DATA UNDER STUDY:
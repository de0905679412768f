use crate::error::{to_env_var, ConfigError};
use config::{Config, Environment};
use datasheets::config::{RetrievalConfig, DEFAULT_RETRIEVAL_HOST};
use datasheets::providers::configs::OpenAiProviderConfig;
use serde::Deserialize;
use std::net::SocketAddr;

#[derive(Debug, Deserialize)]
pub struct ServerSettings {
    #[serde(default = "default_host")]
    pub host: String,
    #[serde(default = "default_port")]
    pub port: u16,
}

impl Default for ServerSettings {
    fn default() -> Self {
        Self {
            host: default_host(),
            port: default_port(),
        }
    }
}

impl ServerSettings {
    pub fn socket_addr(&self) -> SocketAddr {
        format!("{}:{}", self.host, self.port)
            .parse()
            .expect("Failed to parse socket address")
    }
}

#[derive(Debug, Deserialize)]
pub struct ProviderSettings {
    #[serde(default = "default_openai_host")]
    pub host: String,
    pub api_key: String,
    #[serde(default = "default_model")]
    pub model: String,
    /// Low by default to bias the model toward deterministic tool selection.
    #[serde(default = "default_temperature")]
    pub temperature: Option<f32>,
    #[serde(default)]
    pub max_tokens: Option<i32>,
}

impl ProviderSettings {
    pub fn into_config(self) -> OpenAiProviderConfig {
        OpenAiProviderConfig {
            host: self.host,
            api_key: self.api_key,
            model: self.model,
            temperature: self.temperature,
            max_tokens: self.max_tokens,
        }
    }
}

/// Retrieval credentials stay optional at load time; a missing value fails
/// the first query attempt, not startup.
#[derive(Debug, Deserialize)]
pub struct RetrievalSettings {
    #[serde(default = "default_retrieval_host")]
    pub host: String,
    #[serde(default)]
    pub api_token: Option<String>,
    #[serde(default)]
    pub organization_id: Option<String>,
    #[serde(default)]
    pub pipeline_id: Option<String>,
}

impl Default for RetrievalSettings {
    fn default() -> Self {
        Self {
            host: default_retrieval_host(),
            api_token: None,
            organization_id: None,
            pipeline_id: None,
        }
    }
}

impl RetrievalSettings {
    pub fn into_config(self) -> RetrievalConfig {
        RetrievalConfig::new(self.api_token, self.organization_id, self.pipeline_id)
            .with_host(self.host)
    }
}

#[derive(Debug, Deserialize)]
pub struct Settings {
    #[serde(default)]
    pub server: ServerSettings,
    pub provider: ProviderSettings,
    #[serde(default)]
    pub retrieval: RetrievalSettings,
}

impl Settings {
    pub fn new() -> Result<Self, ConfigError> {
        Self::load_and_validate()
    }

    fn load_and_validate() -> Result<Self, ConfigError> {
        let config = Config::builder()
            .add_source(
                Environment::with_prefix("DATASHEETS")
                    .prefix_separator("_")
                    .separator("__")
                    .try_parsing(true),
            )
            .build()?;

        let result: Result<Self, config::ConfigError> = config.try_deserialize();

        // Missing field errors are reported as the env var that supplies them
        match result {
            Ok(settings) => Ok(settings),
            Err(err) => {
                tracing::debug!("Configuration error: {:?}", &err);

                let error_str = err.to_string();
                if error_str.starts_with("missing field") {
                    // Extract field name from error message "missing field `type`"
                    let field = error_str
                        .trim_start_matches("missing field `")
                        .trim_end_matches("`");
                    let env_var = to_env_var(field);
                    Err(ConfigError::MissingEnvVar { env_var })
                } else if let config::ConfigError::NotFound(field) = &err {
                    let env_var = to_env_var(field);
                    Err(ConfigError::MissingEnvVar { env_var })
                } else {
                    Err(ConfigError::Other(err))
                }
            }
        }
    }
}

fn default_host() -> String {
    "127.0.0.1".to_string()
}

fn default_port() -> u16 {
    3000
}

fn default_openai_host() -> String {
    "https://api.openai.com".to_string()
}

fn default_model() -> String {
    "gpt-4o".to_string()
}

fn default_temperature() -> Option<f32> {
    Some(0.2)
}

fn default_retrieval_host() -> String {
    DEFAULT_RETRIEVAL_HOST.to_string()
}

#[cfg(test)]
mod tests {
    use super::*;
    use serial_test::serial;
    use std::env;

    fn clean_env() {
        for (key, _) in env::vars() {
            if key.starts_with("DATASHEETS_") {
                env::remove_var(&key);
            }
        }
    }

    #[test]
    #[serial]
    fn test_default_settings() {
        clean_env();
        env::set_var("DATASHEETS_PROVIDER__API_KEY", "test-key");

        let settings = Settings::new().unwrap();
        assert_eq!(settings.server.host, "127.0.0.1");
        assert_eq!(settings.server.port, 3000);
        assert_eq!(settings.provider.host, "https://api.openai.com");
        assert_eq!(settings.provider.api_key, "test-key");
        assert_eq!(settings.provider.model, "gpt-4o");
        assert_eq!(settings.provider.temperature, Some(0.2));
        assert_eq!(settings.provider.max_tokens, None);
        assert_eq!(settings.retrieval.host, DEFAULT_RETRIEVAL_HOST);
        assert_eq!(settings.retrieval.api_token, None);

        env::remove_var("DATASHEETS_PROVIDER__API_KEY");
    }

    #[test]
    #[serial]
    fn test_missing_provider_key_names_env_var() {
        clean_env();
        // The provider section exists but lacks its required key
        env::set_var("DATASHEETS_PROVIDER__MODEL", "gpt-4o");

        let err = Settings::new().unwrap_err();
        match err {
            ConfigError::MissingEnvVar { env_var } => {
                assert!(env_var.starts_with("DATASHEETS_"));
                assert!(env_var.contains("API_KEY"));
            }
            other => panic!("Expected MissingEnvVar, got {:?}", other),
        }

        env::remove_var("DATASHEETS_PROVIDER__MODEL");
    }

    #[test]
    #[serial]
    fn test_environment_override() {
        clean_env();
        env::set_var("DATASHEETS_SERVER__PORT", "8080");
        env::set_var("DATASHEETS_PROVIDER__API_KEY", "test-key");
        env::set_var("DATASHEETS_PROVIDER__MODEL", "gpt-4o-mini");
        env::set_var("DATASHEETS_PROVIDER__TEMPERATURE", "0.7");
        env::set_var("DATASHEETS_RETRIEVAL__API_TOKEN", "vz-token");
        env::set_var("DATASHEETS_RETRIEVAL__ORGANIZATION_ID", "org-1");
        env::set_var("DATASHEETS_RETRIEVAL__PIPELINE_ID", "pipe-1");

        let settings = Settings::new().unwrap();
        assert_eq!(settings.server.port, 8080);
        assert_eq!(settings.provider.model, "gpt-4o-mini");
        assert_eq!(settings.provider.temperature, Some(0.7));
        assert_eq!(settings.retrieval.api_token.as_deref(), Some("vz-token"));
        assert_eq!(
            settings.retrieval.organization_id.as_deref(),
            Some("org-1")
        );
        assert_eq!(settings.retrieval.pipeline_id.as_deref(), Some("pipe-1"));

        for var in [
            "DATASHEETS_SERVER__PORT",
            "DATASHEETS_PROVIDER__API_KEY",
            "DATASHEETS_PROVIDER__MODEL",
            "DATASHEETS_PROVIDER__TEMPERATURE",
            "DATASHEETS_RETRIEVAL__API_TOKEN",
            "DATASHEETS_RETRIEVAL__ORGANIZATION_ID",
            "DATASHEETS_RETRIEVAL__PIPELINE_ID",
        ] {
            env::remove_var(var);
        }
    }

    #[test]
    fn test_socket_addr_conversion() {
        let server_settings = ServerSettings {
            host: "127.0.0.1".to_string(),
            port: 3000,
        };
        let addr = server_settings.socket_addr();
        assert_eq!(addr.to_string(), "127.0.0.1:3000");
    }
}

* * *

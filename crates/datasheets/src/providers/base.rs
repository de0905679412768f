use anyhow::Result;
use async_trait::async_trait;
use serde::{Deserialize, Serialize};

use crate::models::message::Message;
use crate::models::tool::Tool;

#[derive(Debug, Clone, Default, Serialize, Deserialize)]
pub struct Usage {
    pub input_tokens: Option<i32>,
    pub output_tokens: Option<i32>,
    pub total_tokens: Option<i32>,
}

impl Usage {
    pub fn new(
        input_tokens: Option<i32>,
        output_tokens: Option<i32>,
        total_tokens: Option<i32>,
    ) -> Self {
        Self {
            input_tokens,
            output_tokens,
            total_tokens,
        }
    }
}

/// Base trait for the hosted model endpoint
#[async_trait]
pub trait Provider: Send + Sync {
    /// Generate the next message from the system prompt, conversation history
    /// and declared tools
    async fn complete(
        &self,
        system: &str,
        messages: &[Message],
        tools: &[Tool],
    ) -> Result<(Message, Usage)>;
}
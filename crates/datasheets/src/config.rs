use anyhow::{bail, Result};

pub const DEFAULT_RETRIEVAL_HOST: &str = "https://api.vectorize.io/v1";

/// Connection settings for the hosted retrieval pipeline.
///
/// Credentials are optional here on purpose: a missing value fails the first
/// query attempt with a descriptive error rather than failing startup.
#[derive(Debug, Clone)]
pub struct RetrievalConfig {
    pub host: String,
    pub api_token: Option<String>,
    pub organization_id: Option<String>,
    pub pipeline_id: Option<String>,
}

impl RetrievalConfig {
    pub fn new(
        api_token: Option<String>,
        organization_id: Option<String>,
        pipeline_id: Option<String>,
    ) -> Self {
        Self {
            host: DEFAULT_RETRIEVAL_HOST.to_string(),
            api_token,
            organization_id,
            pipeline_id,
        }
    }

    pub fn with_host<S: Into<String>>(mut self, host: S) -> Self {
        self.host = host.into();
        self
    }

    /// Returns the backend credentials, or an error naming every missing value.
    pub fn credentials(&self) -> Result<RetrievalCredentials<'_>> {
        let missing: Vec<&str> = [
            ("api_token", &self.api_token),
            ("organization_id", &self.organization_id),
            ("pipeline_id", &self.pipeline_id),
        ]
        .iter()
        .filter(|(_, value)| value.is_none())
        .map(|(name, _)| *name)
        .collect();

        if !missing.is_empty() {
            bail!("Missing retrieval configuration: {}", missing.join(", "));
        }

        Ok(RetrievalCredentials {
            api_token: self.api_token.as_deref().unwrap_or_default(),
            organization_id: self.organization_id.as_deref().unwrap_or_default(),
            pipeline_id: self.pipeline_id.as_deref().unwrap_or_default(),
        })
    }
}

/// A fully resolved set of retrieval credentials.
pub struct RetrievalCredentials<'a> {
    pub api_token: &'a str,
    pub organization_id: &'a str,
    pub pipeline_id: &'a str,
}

TASK: Determine how many lines of the listing include the word "value" and report nothing but the number.

SOLUTION TO THIS EXERCISE: 4